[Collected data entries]
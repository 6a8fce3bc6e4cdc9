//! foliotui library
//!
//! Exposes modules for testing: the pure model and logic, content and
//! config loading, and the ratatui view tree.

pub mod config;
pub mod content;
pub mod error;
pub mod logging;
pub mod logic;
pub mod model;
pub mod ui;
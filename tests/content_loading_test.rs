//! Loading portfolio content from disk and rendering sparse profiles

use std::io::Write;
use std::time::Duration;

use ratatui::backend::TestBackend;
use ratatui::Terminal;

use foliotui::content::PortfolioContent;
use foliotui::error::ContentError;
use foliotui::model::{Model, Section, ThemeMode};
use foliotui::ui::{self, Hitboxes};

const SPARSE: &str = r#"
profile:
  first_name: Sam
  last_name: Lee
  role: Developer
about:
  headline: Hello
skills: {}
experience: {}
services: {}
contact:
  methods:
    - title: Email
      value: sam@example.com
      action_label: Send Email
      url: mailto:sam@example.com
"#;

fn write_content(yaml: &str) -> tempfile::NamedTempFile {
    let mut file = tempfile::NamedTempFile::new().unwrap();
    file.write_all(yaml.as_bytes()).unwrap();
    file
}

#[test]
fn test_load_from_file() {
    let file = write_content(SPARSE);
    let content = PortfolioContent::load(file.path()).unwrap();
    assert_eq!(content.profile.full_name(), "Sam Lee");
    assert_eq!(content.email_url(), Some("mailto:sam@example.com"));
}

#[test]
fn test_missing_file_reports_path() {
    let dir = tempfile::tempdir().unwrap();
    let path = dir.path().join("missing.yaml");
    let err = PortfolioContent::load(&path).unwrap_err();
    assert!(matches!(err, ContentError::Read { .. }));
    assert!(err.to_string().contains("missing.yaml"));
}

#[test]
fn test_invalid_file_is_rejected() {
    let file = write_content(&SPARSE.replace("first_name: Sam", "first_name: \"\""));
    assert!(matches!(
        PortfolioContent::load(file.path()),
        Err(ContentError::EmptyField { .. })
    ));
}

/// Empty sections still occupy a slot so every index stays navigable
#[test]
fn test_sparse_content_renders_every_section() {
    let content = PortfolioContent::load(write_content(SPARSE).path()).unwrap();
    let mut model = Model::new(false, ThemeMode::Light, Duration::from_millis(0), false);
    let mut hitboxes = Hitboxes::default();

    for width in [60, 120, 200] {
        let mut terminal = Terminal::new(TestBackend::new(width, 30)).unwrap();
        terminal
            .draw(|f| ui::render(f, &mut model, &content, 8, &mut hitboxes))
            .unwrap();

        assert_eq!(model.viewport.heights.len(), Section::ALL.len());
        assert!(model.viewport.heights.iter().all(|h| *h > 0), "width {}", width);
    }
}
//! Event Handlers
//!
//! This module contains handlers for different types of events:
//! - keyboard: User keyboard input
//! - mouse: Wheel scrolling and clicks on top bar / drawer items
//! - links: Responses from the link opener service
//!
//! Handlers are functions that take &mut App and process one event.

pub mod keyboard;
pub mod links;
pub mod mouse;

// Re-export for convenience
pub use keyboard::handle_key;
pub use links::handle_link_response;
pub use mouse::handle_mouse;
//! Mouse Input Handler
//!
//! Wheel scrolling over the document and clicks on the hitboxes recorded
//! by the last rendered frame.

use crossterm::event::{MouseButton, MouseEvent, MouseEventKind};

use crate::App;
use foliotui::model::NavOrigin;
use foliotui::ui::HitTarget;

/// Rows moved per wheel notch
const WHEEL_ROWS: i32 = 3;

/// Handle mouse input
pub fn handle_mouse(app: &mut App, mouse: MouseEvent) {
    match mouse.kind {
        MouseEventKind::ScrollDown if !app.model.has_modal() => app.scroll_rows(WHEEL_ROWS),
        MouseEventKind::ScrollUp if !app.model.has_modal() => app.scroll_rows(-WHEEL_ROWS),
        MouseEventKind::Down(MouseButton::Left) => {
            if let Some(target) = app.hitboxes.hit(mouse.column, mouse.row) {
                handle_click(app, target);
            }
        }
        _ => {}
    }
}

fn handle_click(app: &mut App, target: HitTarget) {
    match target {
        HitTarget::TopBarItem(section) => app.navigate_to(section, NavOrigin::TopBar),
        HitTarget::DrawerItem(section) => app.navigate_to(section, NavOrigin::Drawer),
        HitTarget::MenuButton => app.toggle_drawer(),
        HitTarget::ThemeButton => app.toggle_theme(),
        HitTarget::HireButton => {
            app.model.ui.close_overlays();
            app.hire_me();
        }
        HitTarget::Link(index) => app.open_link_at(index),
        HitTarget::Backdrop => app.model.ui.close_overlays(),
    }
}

==

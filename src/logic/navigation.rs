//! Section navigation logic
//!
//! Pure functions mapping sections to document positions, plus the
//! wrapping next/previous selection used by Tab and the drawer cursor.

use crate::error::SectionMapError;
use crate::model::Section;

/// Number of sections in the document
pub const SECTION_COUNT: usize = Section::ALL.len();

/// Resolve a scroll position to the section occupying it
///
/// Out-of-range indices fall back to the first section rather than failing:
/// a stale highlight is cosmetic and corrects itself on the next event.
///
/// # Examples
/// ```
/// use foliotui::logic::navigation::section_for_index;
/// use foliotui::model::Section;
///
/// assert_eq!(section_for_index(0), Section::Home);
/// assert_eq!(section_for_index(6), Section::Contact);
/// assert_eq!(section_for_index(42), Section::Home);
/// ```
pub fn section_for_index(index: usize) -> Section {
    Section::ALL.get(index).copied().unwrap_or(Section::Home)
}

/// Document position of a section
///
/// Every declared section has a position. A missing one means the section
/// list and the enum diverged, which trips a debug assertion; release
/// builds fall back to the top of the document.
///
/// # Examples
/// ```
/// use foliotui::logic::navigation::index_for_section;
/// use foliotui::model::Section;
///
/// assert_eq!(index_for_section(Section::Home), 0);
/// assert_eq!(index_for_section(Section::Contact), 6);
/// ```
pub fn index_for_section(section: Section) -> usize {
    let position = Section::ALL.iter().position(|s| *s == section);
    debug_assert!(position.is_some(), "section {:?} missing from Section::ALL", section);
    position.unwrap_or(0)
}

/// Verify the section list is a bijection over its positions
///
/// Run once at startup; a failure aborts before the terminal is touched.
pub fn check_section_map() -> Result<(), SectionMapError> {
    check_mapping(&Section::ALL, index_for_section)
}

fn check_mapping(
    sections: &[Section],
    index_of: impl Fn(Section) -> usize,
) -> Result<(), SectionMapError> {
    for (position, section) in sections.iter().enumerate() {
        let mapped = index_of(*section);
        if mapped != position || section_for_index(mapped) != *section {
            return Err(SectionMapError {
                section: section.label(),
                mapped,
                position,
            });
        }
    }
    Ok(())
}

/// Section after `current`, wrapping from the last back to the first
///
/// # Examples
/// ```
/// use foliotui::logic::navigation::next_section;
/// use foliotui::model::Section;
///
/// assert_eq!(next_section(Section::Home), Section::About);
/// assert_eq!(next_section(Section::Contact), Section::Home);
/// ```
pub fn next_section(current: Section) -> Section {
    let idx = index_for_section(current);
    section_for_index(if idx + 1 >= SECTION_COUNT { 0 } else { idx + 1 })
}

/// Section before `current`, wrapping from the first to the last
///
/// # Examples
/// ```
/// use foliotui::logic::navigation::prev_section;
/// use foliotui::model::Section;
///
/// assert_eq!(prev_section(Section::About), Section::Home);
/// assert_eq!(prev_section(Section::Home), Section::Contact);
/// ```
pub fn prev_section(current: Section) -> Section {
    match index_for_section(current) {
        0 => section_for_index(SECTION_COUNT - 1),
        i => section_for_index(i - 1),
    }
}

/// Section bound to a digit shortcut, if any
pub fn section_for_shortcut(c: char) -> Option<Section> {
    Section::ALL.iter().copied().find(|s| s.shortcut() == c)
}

--

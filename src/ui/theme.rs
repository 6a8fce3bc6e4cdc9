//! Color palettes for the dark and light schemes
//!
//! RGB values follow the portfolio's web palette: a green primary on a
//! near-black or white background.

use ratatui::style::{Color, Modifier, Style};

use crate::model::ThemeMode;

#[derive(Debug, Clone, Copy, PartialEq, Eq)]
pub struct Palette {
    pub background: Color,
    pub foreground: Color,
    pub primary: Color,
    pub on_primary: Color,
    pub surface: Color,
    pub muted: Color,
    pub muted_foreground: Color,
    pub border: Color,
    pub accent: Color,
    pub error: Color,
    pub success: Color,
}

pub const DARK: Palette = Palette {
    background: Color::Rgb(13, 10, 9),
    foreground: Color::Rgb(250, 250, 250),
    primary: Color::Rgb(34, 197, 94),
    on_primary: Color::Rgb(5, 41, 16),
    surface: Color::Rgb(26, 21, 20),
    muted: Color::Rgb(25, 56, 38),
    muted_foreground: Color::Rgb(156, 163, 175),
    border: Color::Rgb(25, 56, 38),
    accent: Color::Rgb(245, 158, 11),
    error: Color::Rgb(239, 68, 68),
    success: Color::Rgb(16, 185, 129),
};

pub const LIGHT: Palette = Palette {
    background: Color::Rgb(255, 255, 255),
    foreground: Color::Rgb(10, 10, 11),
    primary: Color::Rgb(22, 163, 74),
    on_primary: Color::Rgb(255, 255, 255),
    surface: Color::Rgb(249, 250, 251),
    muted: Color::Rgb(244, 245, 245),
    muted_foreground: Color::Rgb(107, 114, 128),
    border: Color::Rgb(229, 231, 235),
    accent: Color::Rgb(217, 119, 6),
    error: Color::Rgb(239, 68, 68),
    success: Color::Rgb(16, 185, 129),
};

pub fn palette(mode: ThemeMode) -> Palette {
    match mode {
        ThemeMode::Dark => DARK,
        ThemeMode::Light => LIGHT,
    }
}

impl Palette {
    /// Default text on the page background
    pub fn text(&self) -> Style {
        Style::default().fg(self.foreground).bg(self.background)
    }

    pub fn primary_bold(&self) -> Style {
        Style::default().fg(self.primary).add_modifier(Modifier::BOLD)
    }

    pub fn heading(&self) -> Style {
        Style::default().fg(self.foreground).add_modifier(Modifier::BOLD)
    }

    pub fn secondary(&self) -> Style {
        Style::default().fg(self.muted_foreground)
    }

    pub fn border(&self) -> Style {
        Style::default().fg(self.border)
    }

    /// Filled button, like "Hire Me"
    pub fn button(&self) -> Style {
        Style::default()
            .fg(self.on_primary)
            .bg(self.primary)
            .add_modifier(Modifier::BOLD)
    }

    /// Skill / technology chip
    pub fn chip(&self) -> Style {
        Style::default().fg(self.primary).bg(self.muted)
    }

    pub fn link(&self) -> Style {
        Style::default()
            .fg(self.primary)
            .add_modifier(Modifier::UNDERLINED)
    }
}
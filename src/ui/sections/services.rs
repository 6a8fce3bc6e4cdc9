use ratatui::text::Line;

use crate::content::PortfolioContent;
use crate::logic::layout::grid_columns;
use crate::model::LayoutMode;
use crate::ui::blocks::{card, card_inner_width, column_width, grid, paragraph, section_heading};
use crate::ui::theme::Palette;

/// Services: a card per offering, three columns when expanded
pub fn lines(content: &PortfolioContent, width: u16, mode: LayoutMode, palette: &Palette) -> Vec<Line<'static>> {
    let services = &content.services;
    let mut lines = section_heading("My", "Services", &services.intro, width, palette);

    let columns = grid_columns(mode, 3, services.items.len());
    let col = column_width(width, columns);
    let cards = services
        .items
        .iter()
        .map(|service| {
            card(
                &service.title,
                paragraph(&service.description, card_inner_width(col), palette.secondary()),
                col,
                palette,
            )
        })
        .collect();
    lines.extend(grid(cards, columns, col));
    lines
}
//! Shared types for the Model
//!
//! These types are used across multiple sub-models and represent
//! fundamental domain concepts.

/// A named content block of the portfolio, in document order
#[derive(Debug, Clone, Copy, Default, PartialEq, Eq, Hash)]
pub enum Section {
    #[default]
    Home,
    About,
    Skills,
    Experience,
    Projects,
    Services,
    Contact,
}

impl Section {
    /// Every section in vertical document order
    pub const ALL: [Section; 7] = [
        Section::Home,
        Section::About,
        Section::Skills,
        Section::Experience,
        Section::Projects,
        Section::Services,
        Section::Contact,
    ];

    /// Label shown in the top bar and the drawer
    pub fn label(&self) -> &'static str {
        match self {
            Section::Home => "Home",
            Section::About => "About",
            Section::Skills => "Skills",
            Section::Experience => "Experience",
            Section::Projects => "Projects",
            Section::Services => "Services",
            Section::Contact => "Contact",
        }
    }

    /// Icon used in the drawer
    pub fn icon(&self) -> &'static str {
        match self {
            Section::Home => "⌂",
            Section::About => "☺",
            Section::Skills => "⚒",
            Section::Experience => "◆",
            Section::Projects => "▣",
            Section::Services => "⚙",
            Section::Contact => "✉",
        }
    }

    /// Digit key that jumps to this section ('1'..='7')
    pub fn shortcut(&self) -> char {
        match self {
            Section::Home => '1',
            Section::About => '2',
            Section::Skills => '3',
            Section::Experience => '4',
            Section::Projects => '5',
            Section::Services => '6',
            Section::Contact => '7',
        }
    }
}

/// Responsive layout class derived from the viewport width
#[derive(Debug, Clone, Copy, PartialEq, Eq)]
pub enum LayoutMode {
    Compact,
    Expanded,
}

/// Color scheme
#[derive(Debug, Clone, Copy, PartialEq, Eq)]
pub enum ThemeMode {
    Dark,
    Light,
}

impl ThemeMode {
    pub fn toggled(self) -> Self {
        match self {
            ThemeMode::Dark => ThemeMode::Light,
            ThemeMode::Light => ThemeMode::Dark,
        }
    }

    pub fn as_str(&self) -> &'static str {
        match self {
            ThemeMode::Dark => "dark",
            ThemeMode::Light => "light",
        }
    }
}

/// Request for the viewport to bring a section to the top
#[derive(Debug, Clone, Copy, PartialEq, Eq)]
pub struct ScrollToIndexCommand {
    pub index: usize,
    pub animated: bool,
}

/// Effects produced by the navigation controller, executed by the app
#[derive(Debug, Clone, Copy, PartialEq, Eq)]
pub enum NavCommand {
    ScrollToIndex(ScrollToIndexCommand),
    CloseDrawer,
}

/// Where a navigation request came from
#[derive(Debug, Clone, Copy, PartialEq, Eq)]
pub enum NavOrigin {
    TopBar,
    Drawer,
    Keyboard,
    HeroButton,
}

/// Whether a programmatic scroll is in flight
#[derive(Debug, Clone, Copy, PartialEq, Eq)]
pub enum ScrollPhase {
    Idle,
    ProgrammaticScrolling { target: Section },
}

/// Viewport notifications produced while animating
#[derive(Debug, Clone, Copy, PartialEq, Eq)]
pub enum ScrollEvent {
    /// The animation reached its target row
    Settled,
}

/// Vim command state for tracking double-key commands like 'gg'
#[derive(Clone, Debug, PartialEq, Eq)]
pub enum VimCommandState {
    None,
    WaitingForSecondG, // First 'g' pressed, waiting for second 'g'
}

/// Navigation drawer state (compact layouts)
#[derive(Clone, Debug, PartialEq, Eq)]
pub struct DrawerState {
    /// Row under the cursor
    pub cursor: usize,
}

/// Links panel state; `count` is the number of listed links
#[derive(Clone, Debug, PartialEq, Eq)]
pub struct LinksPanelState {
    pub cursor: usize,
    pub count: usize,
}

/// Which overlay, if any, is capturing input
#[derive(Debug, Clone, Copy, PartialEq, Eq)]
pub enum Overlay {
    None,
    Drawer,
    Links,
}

- **What to produce**:
Determine how many lines of the data contain the word "copied", and reply with that number only.

- **Your solution**:
2